*** Begin section ***

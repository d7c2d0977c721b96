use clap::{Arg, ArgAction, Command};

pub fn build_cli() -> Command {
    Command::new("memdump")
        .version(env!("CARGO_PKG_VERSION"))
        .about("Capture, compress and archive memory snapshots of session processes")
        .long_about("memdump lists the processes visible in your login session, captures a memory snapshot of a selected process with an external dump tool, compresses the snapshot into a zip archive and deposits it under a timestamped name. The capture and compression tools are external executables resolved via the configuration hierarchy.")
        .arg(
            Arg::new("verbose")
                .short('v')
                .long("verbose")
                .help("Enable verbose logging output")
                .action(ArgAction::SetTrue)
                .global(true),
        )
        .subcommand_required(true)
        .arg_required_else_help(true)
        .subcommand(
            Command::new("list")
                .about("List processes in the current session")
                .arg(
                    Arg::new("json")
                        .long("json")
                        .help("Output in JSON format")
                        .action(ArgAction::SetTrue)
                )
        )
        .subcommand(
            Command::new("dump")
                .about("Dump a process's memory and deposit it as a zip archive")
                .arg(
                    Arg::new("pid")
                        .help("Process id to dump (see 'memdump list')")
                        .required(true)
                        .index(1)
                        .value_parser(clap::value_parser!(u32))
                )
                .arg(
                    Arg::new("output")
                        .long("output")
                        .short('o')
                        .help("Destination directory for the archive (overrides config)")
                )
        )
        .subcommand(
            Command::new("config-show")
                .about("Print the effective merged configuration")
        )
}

*** End section ***

TASK REQUIREMENTS >>
The whole set of records needs to be written out exactly.

TASK RESPONSE >>
repository d7c2d0977c721b96
use clap::{Arg, ArgAction, Command};

pub fn build_cli() -> Command {
    Command::new("memdump")
        .version(env!("CARGO_PKG_VERSION"))
        .about("Capture, compress and archive memory snapshots of session processes")
        .long_about("memdump lists the processes visible in your login session, captures a memory snapshot of a selected process with an external dump tool, compresses the snapshot into a zip archive and deposits it under a timestamped name. The capture and compression tools are external executables resolved via the configuration hierarchy.")
        .arg(
            Arg::new("verbose")
                .short('v')
                .long("verbose")
                .help("Enable verbose logging output")
                .action(ArgAction::SetTrue)
                .global(true),
        )
        .subcommand_required(true)
        .arg_required_else_help(true)
        .subcommand(
            Command::new("list")
                .about("List processes in the current session")
                .arg(
                    Arg::new("json")
                        .long("json")
                        .help("Output in JSON format")
                        .action(ArgAction::SetTrue)
                )
        )
        .subcommand(
            Command::new("dump")
                .about("Dump a process's memory and deposit it as a zip archive")
                .arg(
                    Arg::new("pid")
                        .help("Process id to dump (see 'memdump list')")
                        .required(true)
                        .index(1)
                        .value_parser(clap::value_parser!(u32))
                )
                .arg(
                    Arg::new("output")
                        .long("output")
                        .short('o')
                        .help("Destination directory for the archive (overrides config)")
                )
        )
        .subcommand(
            Command::new("config-show")
                .about("Print the effective merged configuration")
        )
}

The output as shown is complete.